WORK REQUIRED. Print out the full listing below, word for word.
##### DATA FOR THIS TASK #####
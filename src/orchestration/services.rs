//! # Kernel Collaborators
//!
//! Traits for the services the kernel calls out to but does not implement: the job
//! repository, the source of job definitions, and the interpreter that actually runs
//! a work unit's definition.

use crate::constants::BatchStatus;
use crate::error::KernelResult;
use crate::models::{JobDefinition, JobExecutionRecord, JobInstance, JobParameters, WorkUnit};
use async_trait::async_trait;
use std::sync::Arc;

/// Job repository consulted when starting and restarting executions
#[async_trait]
pub trait PersistenceService: Send + Sync {
    async fn create_job_instance(
        &self,
        job_name: &str,
        app_name: &str,
        submitter: Option<&str>,
    ) -> KernelResult<JobInstance>;

    /// Fails with `NoSuchJobInstance` when the instance does not exist
    async fn get_job_instance(&self, instance_id: i64) -> KernelResult<JobInstance>;

    /// Fails with `NoSuchJobExecution` when the execution does not exist
    async fn get_job_instance_id_from_execution_id(&self, execution_id: i64) -> KernelResult<i64>;

    /// Record which server is about to run the execution
    async fn update_server_id_and_rest_url_for_starting_job(
        &self,
        execution_id: i64,
        server_id: &str,
        rest_url: &str,
    ) -> KernelResult<JobExecutionRecord>;

    async fn get_job_execution(&self, execution_id: i64) -> KernelResult<JobExecutionRecord>;

    /// Create a new execution of an existing instance, in STARTING status
    async fn create_job_execution(
        &self,
        instance_id: i64,
        parameters: JobParameters,
    ) -> KernelResult<JobExecutionRecord>;

    async fn get_most_recent_execution_id(&self, instance_id: i64) -> KernelResult<i64>;
}

/// Resolves the job definition an instance was originally submitted with
#[async_trait]
pub trait JobModelSource: Send + Sync {
    async fn resolve_job_definition(&self, instance: &JobInstance)
        -> KernelResult<Arc<JobDefinition>>;
}

/// Runs a work unit's job definition to completion.
///
/// Implementations should observe [`WorkUnit::cancellation_token`] between units of
/// work and return once a stop has been requested. A returned error marks the unit
/// FAILED.
#[async_trait]
pub trait WorkUnitRunner: Send + Sync {
    async fn run(&self, unit: Arc<WorkUnit>) -> anyhow::Result<BatchStatus>;
}
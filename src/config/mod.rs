//! # Batch Kernel Configuration
//!
//! Runtime settings for the kernel: shutdown grace period, worker pool bounds and
//! event publishing. Values come from built-in defaults, an optional
//! `batch-kernel.{toml,yaml}` file and `BATCH_KERNEL__*` environment overrides.
//!
//! ## Usage
//!
//! ```rust,no_run
//! use batch_kernel::config::ConfigManager;
//!
//! # fn main() -> Result<(), Box<dyn std::error::Error>> {
//! let manager = ConfigManager::load()?;
//! let grace = manager.config().shutdown_grace_period();
//! println!("shutdown grace period: {grace:?}");
//! # Ok(())
//! # }
//! ```

pub mod error;
pub mod loader;

use serde::{Deserialize, Serialize};
use std::time::Duration;

pub use error::{ConfigResult, ConfigurationError};
pub use loader::ConfigManager;

/// Root kernel configuration
#[derive(Debug, Clone, PartialEq, Deserialize, Serialize)]
#[serde(default)]
pub struct KernelConfig {
    /// Environment name (development, test, production)
    pub environment: String,

    /// How long shutdown waits for registered work units to drain
    pub shutdown_grace_period_ms: u64,

    /// How often shutdown re-checks the registry while waiting
    pub shutdown_poll_interval_ms: u64,

    /// Upper bound on concurrently running top-level jobs; 0 means unbounded.
    /// Partitions and split-flows are never bounded by this value.
    pub max_concurrent_jobs: usize,

    /// Capacity of the broadcast channel behind the default event publisher
    pub event_channel_capacity: usize,

    /// Whether the kernel publishes execution/instance events at all
    pub publish_events: bool,

    /// Identity of this server, recorded on every execution it starts
    pub server_id: String,

    /// Base REST URL of this server, recorded on every execution it starts
    pub rest_url: String,
}

impl Default for KernelConfig {
    fn default() -> Self {
        Self {
            environment: "development".to_string(),
            shutdown_grace_period_ms: 2000,
            shutdown_poll_interval_ms: 100,
            max_concurrent_jobs: 0,
            event_channel_capacity: 1000,
            publish_events: true,
            server_id: "localhost".to_string(),
            rest_url: String::new(),
        }
    }
}

impl KernelConfig {
    pub fn shutdown_grace_period(&self) -> Duration {
        Duration::from_millis(self.shutdown_grace_period_ms)
    }

    pub fn shutdown_poll_interval(&self) -> Duration {
        Duration::from_millis(self.shutdown_poll_interval_ms)
    }

    /// `None` when top-level job dispatch is unbounded
    pub fn job_concurrency_limit(&self) -> Option<usize> {
        (self.max_concurrent_jobs > 0).then_some(self.max_concurrent_jobs)
    }

    /// Validate configuration values
    pub fn validate(&self) -> ConfigResult<()> {
        if self.shutdown_poll_interval_ms == 0 {
            return Err(ConfigurationError::invalid_value(
                "shutdown_poll_interval_ms",
                "0",
                "poll interval must be greater than zero",
            ));
        }

        if self.shutdown_poll_interval_ms > self.shutdown_grace_period_ms
            && self.shutdown_grace_period_ms > 0
        {
            return Err(ConfigurationError::invalid_value(
                "shutdown_poll_interval_ms",
                self.shutdown_poll_interval_ms.to_string(),
                format!(
                    "poll interval must not exceed the grace period ({}ms)",
                    self.shutdown_grace_period_ms
                ),
            ));
        }

        if self.server_id.trim().is_empty() {
            return Err(ConfigurationError::invalid_value(
                "server_id",
                "",
                "server id must not be empty",
            ));
        }

        if self.event_channel_capacity == 0 {
            return Err(ConfigurationError::invalid_value(
                "event_channel_capacity",
                "0",
                "broadcast channel capacity must be greater than zero",
            ));
        }

        Ok(())
    }
}
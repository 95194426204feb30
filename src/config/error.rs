//! Configuration Error Types
//!
//! Specific, actionable error messages for configuration loading and validation.

use std::path::PathBuf;
use thiserror::Error;

/// Configuration-related errors with detailed context
#[derive(Debug, Error)]
pub enum ConfigurationError {
    /// Explicitly requested configuration file does not exist
    #[error("Configuration file not found: {path:?}")]
    ConfigFileNotFound { path: PathBuf },

    /// The `config` crate failed to read or merge a source
    #[error("Failed to load configuration from {source_name}: {error}")]
    LoadError { source_name: String, error: String },

    /// Deserializing the merged configuration into `KernelConfig` failed
    #[error("Failed to deserialize kernel configuration: {error}")]
    DeserializationError { error: String },

    /// Invalid configuration value
    #[error("Invalid value '{value}' for field '{field}': {context}")]
    InvalidValue {
        field: String,
        value: String,
        context: String,
    },
}

impl ConfigurationError {
    pub fn load_error<S: Into<String>, E: std::fmt::Display>(source_name: S, error: E) -> Self {
        Self::LoadError {
            source_name: source_name.into(),
            error: error.to_string(),
        }
    }

    pub fn invalid_value<F: Into<String>, V: Into<String>, C: Into<String>>(
        field: F,
        value: V,
        context: C,
    ) -> Self {
        Self::InvalidValue {
            field: field.into(),
            value: value.into(),
            context: context.into(),
        }
    }
}

pub type ConfigResult<T> = std::result::Result<T, ConfigurationError>;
#####
ANSWER TO THIS EXERCISE.
filename src/orchestration/services.rs
//! # Kernel Collaborators
//!
//! Traits for the services the kernel calls out to but does not implement: the job
//! repository, the source of job definitions, and the interpreter that actually runs
//! a work unit's definition.

use crate::constants::BatchStatus;
use crate::error::KernelResult;
use crate::models::{JobDefinition, JobExecutionRecord, JobInstance, JobParameters, WorkUnit};
use async_trait::async_trait;
use std::sync::Arc;

/// Job repository consulted when starting and restarting executions
#[async_trait]
pub trait PersistenceService: Send + Sync {
    async fn create_job_instance(
        &self,
        job_name: &str,
        app_name: &str,
        submitter: Option<&str>,
    ) -> KernelResult<JobInstance>;

    /// Fails with `NoSuchJobInstance` when the instance does not exist
    async fn get_job_instance(&self, instance_id: i64) -> KernelResult<JobInstance>;

    /// Fails with `NoSuchJobExecution` when the execution does not exist
    async fn get_job_instance_id_from_execution_id(&self, execution_id: i64) -> KernelResult<i64>;

    /// Record which server is about to run the execution
    async fn update_server_id_and_rest_url_for_starting_job(
        &self,
        execution_id: i64,
        server_id: &str,
        rest_url: &str,
    ) -> KernelResult<JobExecutionRecord>;

    async fn get_job_execution(&self, execution_id: i64) -> KernelResult<JobExecutionRecord>;

    /// Create a new execution of an existing instance, in STARTING status
    async fn create_job_execution(
        &self,
        instance_id: i64,
        parameters: JobParameters,
    ) -> KernelResult<JobExecutionRecord>;

    async fn get_most_recent_execution_id(&self, instance_id: i64) -> KernelResult<i64>;
}

/// Resolves the job definition an instance was originally submitted with
#[async_trait]
pub trait JobModelSource: Send + Sync {
    async fn resolve_job_definition(&self, instance: &JobInstance)
        -> KernelResult<Arc<JobDefinition>>;
}

/// Runs a work unit's job definition to completion.
///
/// Implementations should observe [`WorkUnit::cancellation_token`] between units of
/// work and return once a stop has been requested. A returned error marks the unit
/// FAILED.
#[async_trait]
pub trait WorkUnitRunner: Send + Sync {
    async fn run(&self, unit: Arc<WorkUnit>) -> anyhow::Result<BatchStatus>;
}
filename src/config/mod.rs
//! # Batch Kernel Configuration
//!
//! Runtime settings for the kernel: shutdown grace period, worker pool bounds and
//! event publishing. Values come from built-in defaults, an optional
//! `batch-kernel.{toml,yaml}` file and `BATCH_KERNEL__*` environment overrides.
//!
//! ## Usage
//!
//! ```rust,no_run
//! use batch_kernel::config::ConfigManager;
//!
//! # fn main() -> Result<(), Box<dyn std::error::Error>> {
//! let manager = ConfigManager::load()?;
//! let grace = manager.config().shutdown_grace_period();
//! println!("shutdown grace period: {grace:?}");
//! # Ok(())
//! # }
//! ```

pub mod error;
pub mod loader;

use serde::{Deserialize, Serialize};
use std::time::Duration;

pub use error::{ConfigResult, ConfigurationError};
pub use loader::ConfigManager;

/// Root kernel configuration
#[derive(Debug, Clone, PartialEq, Deserialize, Serialize)]
#[serde(default)]
pub struct KernelConfig {
    /// Environment name (development, test, production)
    pub environment: String,

    /// How long shutdown waits for registered work units to drain
    pub shutdown_grace_period_ms: u64,

    /// How often shutdown re-checks the registry while waiting
    pub shutdown_poll_interval_ms: u64,

    /// Upper bound on concurrently running top-level jobs; 0 means unbounded.
    /// Partitions and split-flows are never bounded by this value.
    pub max_concurrent_jobs: usize,

    /// Capacity of the broadcast channel behind the default event publisher
    pub event_channel_capacity: usize,

    /// Whether the kernel publishes execution/instance events at all
    pub publish_events: bool,

    /// Identity of this server, recorded on every execution it starts
    pub server_id: String,

    /// Base REST URL of this server, recorded on every execution it starts
    pub rest_url: String,
}

impl Default for KernelConfig {
    fn default() -> Self {
        Self {
            environment: "development".to_string(),
            shutdown_grace_period_ms: 2000,
            shutdown_poll_interval_ms: 100,
            max_concurrent_jobs: 0,
            event_channel_capacity: 1000,
            publish_events: true,
            server_id: "localhost".to_string(),
            rest_url: String::new(),
        }
    }
}

impl KernelConfig {
    pub fn shutdown_grace_period(&self) -> Duration {
        Duration::from_millis(self.shutdown_grace_period_ms)
    }

    pub fn shutdown_poll_interval(&self) -> Duration {
        Duration::from_millis(self.shutdown_poll_interval_ms)
    }

    /// `None` when top-level job dispatch is unbounded
    pub fn job_concurrency_limit(&self) -> Option<usize> {
        (self.max_concurrent_jobs > 0).then_some(self.max_concurrent_jobs)
    }

    /// Validate configuration values
    pub fn validate(&self) -> ConfigResult<()> {
        if self.shutdown_poll_interval_ms == 0 {
            return Err(ConfigurationError::invalid_value(
                "shutdown_poll_interval_ms",
                "0",
                "poll interval must be greater than zero",
            ));
        }

        if self.shutdown_poll_interval_ms > self.shutdown_grace_period_ms
            && self.shutdown_grace_period_ms > 0
        {
            return Err(ConfigurationError::invalid_value(
                "shutdown_poll_interval_ms",
                self.shutdown_poll_interval_ms.to_string(),
                format!(
                    "poll interval must not exceed the grace period ({}ms)",
                    self.shutdown_grace_period_ms
                ),
            ));
        }

        if self.server_id.trim().is_empty() {
            return Err(ConfigurationError::invalid_value(
                "server_id",
                "",
                "server id must not be empty",
            ));
        }

        if self.event_channel_capacity == 0 {
            return Err(ConfigurationError::invalid_value(
                "event_channel_capacity",
                "0",
                "broadcast channel capacity must be greater than zero",
            ));
        }

        Ok(())
    }
}
repository 95194426204feb30
filename src/config/error.rs
//! Configuration Error Types
//!
//! Specific, actionable error messages for configuration loading and validation.

use std::path::PathBuf;
use thiserror::Error;

/// Configuration-related errors with detailed context
#[derive(Debug, Error)]
pub enum ConfigurationError {
    /// Explicitly requested configuration file does not exist
    #[error("Configuration file not found: {path:?}")]
    ConfigFileNotFound { path: PathBuf },

    /// The `config` crate failed to read or merge a source
    #[error("Failed to load configuration from {source_name}: {error}")]
    LoadError { source_name: String, error: String },

    /// Deserializing the merged configuration into `KernelConfig` failed
    #[error("Failed to deserialize kernel configuration: {error}")]
    DeserializationError { error: String },

    /// Invalid configuration value
    #[error("Invalid value '{value}' for field '{field}': {context}")]
    InvalidValue {
        field: String,
        value: String,
        context: String,
    },
}

impl ConfigurationError {
    pub fn load_error<S: Into<String>, E: std::fmt::Display>(source_name: S, error: E) -> Self {
        Self::LoadError {
            source_name: source_name.into(),
            error: error.to_string(),
        }
    }

    pub fn invalid_value<F: Into<String>, V: Into<String>, C: Into<String>>(
        field: F,
        value: V,
        context: C,
    ) -> Self {
        Self::InvalidValue {
            field: field.into(),
            value: value.into(),
            context: context.into(),
        }
    }
}

pub type ConfigResult<T> = std::result::Result<T, ConfigurationError>;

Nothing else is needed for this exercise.